> [What needs to be done]
Would you please return every line from the listing that contains the word "Failed"?

> [Exercise data]
--- START ---

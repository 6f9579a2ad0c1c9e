use chrono::{DateTime, Utc};
use serde::{Deserialize, Serialize};
use tokio_util::sync::CancellationToken;
use uuid::Uuid;

use crate::error::{AppError, Result};
use crate::models::result::{GenerationResult, Partial, Progress, ToolKind};

/// 生成会话状态
///
/// `Idle → Running → {Completed | Failed | Cancelled}`，终态之后可以再次 `start`。
#[derive(Debug, Clone, Copy, Serialize, Deserialize, PartialEq, Eq, Default)]
#[serde(rename_all = "lowercase")]
pub enum GenerationStatus {
    #[default]
    Idle,
    Running,
    Completed,
    Failed,
    Cancelled,
}

impl GenerationStatus {
    pub fn is_terminal(&self) -> bool {
        matches!(
            self,
            GenerationStatus::Completed | GenerationStatus::Failed | GenerationStatus::Cancelled
        )
    }
}

/// 会话中记录的错误
#[derive(Debug, Clone, Serialize, Deserialize, PartialEq)]
pub struct SessionError {
    pub kind: String,
    pub message: String,
    /// 是否提供重试入口
    pub retryable: bool,
}

impl From<&AppError> for SessionError {
    fn from(err: &AppError) -> Self {
        Self {
            kind: err.kind().to_string(),
            message: err.to_string(),
            retryable: err.is_retryable(),
        }
    }
}

/// 一次运行的句柄
///
/// `run` 用于丢弃上一次运行迟到的通知。
#[derive(Debug, Clone)]
pub struct RunHandle {
    pub run: u64,
    pub cancel: CancellationToken,
}

/// 生成会话
///
/// 同一会话同时只允许一次生成；终态之后到达的通知被忽略。
#[derive(Debug, Clone, Serialize, Deserialize)]
pub struct GenerationSession {
    /// 会话唯一标识
    pub id: String,

    pub status: GenerationStatus,

    /// 最近一次生成的工具
    pub tool: Option<ToolKind>,

    /// 最近一次生成的输入
    pub input: String,

    /// 0-100
    pub progress: u8,

    pub partial: Option<Partial>,

    pub result: Option<GenerationResult>,

    pub error: Option<SessionError>,

    pub created_at: DateTime<Utc>,

    pub updated_at: DateTime<Utc>,

    #[serde(skip)]
    run: u64,

    #[serde(skip)]
    cancel: Option<CancellationToken>,
}

impl GenerationSession {
    /// 创建新会话
    pub fn new() -> Self {
        let now = Utc::now();
        Self {
            id: Uuid::new_v4().to_string(),
            status: GenerationStatus::Idle,
            tool: None,
            input: String::new(),
            progress: 0,
            partial: None,
            result: None,
            error: None,
            created_at: now,
            updated_at: now,
            run: 0,
            cancel: None,
        }
    }

    pub fn is_running(&self) -> bool {
        self.status == GenerationStatus::Running
    }

    /// 开始一次生成
    ///
    /// 运行中再次调用返回 [`AppError::SessionBusy`]，会话不变。
    /// 空输入直接进入 `Failed`，不会产生任何进度。
    pub fn start(&mut self, tool: ToolKind, input: &str) -> Result<RunHandle> {
        if self.is_running() {
            return Err(AppError::SessionBusy(self.id.clone()));
        }

        self.run += 1;
        self.tool = Some(tool);
        self.input = input.to_string();
        self.progress = 0;
        self.partial = None;
        self.result = None;
        self.error = None;
        self.cancel = None;

        if input.trim().is_empty() {
            let err = AppError::empty_prompt();
            self.status = GenerationStatus::Failed;
            self.error = Some(SessionError::from(&err));
            self.touch();
            return Err(err);
        }

        let cancel = CancellationToken::new();
        self.status = GenerationStatus::Running;
        self.cancel = Some(cancel.clone());
        self.touch();

        Ok(RunHandle {
            run: self.run,
            cancel,
        })
    }

    /// 记录进度，返回是否被接受
    pub fn on_progress(&mut self, run: u64, update: Progress) -> bool {
        if !self.accepts(run) {
            return false;
        }
        self.progress = self.progress.max(update.percent);
        if update.partial.is_some() {
            self.partial = update.partial;
        }
        self.touch();
        true
    }

    pub fn complete(&mut self, run: u64, result: GenerationResult) -> bool {
        if !self.accepts(run) {
            return false;
        }
        self.status = GenerationStatus::Completed;
        self.progress = 100;
        self.result = Some(result);
        self.cancel = None;
        self.touch();
        true
    }

    pub fn fail(&mut self, run: u64, err: &AppError) -> bool {
        if !self.accepts(run) {
            return false;
        }
        self.status = if *err == AppError::Cancelled {
            GenerationStatus::Cancelled
        } else {
            GenerationStatus::Failed
        };
        self.error = Some(SessionError::from(err));
        self.cancel = None;
        self.touch();
        true
    }

    /// 取消进行中的生成，返回是否有生成被取消
    pub fn cancel(&mut self) -> bool {
        if !self.is_running() {
            return false;
        }
        if let Some(token) = self.cancel.take() {
            token.cancel();
        }
        self.status = GenerationStatus::Cancelled;
        self.error = Some(SessionError::from(&AppError::Cancelled));
        self.touch();
        true
    }

    /// 最近一次失败或取消是否可以重试
    pub fn can_retry(&self) -> bool {
        self.tool.is_some()
            && matches!(
                self.status,
                GenerationStatus::Failed | GenerationStatus::Cancelled
            )
    }

    fn accepts(&self, run: u64) -> bool {
        self.run == run && self.is_running()
    }

    fn touch(&mut self) {
        self.updated_at = Utc::now();
    }
}

impl Default for GenerationSession {
    fn default() -> Self {
        Self::new()
    }
}

#[cfg(test)]
mod tests {
    use super::*;
    use crate::models::result::TextResult;

    fn text(value: &str) -> GenerationResult {
        GenerationResult::Text(TextResult {
            text: value.to_string(),
        })
    }

    #[test]
    fn test_start_twice_is_busy() {
        let mut session = GenerationSession::new();
        session.start(ToolKind::Post, "rust").unwrap();

        let err = session.start(ToolKind::Caption, "other").unwrap_err();
        assert!(matches!(err, AppError::SessionBusy(_)));
        assert_eq!(session.tool, Some(ToolKind::Post));
        assert_eq!(session.input, "rust");
    }

    #[test]
    fn test_blank_input_fails_without_progress() {
        let mut session = GenerationSession::new();
        let err = session.start(ToolKind::Post, "   ").unwrap_err();

        assert_eq!(err, AppError::empty_prompt());
        assert_eq!(session.status, GenerationStatus::Failed);
        assert_eq!(session.progress, 0);
        assert!(session.partial.is_none());
        assert_eq!(session.error.as_ref().unwrap().kind, "validation");
    }

    #[test]
    fn test_full_lifecycle() {
        let mut session = GenerationSession::new();
        let handle = session.start(ToolKind::Post, "rust").unwrap();

        assert!(session.on_progress(handle.run, Progress::text(50, "half")));
        assert_eq!(session.progress, 50);
        assert_eq!(session.partial, Some(Partial::Text("half".into())));

        assert!(session.complete(handle.run, text("done")));
        assert_eq!(session.status, GenerationStatus::Completed);
        assert_eq!(session.progress, 100);
    }

    #[test]
    fn test_updates_after_terminal_are_ignored() {
        let mut session = GenerationSession::new();
        let handle = session.start(ToolKind::Post, "rust").unwrap();
        assert!(session.cancel());
        assert!(handle.cancel.is_cancelled());

        assert!(!session.on_progress(handle.run, Progress::percent(80)));
        assert!(!session.complete(handle.run, text("late")));
        assert!(!session.fail(handle.run, &AppError::Cancelled));
        assert_eq!(session.status, GenerationStatus::Cancelled);
        assert!(session.result.is_none());
    }

    #[test]
    fn test_stale_run_is_ignored() {
        let mut session = GenerationSession::new();
        let first = session.start(ToolKind::Post, "one").unwrap();
        session.cancel();
        let second = session.start(ToolKind::Post, "two").unwrap();

        assert!(!session.on_progress(first.run, Progress::percent(90)));
        assert!(session.on_progress(second.run, Progress::percent(10)));
        assert_eq!(session.progress, 10);
    }

    #[test]
    fn test_retryable_failure() {
        let mut session = GenerationSession::new();
        let handle = session.start(ToolKind::Video, "launch").unwrap();
        let err = AppError::UpstreamApi("timeout".into());
        assert!(session.fail(handle.run, &err));

        assert!(session.can_retry());
        let error = session.error.as_ref().unwrap();
        assert!(error.retryable);
        assert_eq!(error.message, "API Error: timeout");
    }

    #[test]
    fn test_cancel_idle_session_is_noop() {
        let mut session = GenerationSession::new();
        assert!(!session.cancel());
        assert_eq!(session.status, GenerationStatus::Idle);
    }
}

--- END ---

> [Exercise solution]
/// `Idle → Running → {Completed | Failed | Cancelled}`，终态之后可以再次 `start`。
    Failed,
            GenerationStatus::Completed | GenerationStatus::Failed | GenerationStatus::Cancelled
    /// 空输入直接进入 `Failed`，不会产生任何进度。
            self.status = GenerationStatus::Failed;
            GenerationStatus::Failed
                GenerationStatus::Failed | GenerationStatus::Cancelled
        assert_eq!(session.status, GenerationStatus::Failed);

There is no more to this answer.